Task material:
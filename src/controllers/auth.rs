//! Sign-up, sign-in and session state.

use std::sync::Arc;

use serde::Serialize;
use tokio::sync::watch;

use super::{begin, settle, HasStatus, Status};
use crate::auth::{AuthService, AuthUser};
use crate::db::{Collection, Repository};
use crate::errors::AppError;
use crate::models::{Credentials, SignUpRequest, User};

#[derive(Debug, Clone, Default, PartialEq, Serialize)]
#[serde(rename_all = "camelCase")]
pub struct AuthState {
    #[serde(flatten)]
    pub status: Status,
    pub user: Option<AuthUser>,
    /// Set when the last sign-in was rejected.
    pub false_credential: bool,
    pub sign_up_success: bool,
}

impl HasStatus for AuthState {
    fn status_mut(&mut self) -> &mut Status {
        &mut self.status
    }
}

pub struct AuthController {
    auth: Arc<AuthService>,
    repo: Arc<Repository>,
    state: watch::Sender<AuthState>,
}

impl AuthController {
    pub fn new(auth: Arc<AuthService>, repo: Arc<Repository>) -> Self {
        let (state, _) = watch::channel(AuthState::default());
        Self { auth, repo, state }
    }

    pub fn subscribe(&self) -> watch::Receiver<AuthState> {
        self.state.subscribe()
    }

    pub fn state(&self) -> AuthState {
        self.state.borrow().clone()
    }

    /// Refresh the published session from the identity provider.
    pub async fn check_session(&self) -> Option<AuthUser> {
        let user = self.auth.current_user().await;
        self.state.send_modify(|s| s.user = user.clone());
        user
    }

    /// Create an account, write its profile document and stay signed in.
    pub async fn sign_up(&self, request: &SignUpRequest) -> Result<AuthUser, AppError> {
        begin(&self.state);
        self.state.send_modify(|s| s.sign_up_success = false);

        let result = self.create_account(request).await;
        self.state.send_modify(|s| match &result {
            Ok(user) => {
                s.user = Some(user.clone());
                s.sign_up_success = true;
                s.false_credential = false;
            }
            Err(_) => s.false_credential = true,
        });
        settle(&self.state, result)
    }

    async fn create_account(&self, request: &SignUpRequest) -> Result<AuthUser, AppError> {
        if request.name.trim().is_empty() {
            return Err(AppError::Validation("Name is required".to_string()));
        }

        let user = self.auth.create_user(&request.email, &request.password).await?;
        let profile = User {
            id: user.uid.clone(),
            name: request.name.trim().to_string(),
            nim: request.nim.trim().to_string(),
            email: user.email.clone(),
            phone_number: request.phone_number.trim().to_string(),
        };
        self.repo
            .set_document(Collection::Users, &user.uid, &profile.profile_document())
            .await?;

        tracing::info!(uid = %user.uid, "User profile created");
        Ok(user)
    }

    pub async fn sign_in(&self, credentials: &Credentials) -> Result<AuthUser, AppError> {
        begin(&self.state);

        let result = self
            .auth
            .sign_in(&credentials.email, &credentials.password)
            .await;
        self.state.send_modify(|s| match &result {
            Ok(user) => {
                s.user = Some(user.clone());
                s.false_credential = false;
            }
            Err(AppError::Authentication(_)) => s.false_credential = true,
            Err(_) => {}
        });
        settle(&self.state, result)
    }

    pub async fn sign_out(&self) {
        self.auth.sign_out().await;
        self.state.send_modify(|s| {
            s.user = None;
            s.sign_up_success = false;
            s.false_credential = false;
        });
    }
}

Prompt:
Write out exactly the lines above from the line with "pub async fn check_session(&self)" through the line with "stay signed in.", both of them included, and leave out all other lines.

Written answer:
    pub async fn check_session(&self) -> Option<AuthUser> {
        let user = self.auth.current_user().await;
        self.state.send_modify(|s| s.user = user.clone());
        user
    }

    /// Create an account, write its profile document and stay signed in.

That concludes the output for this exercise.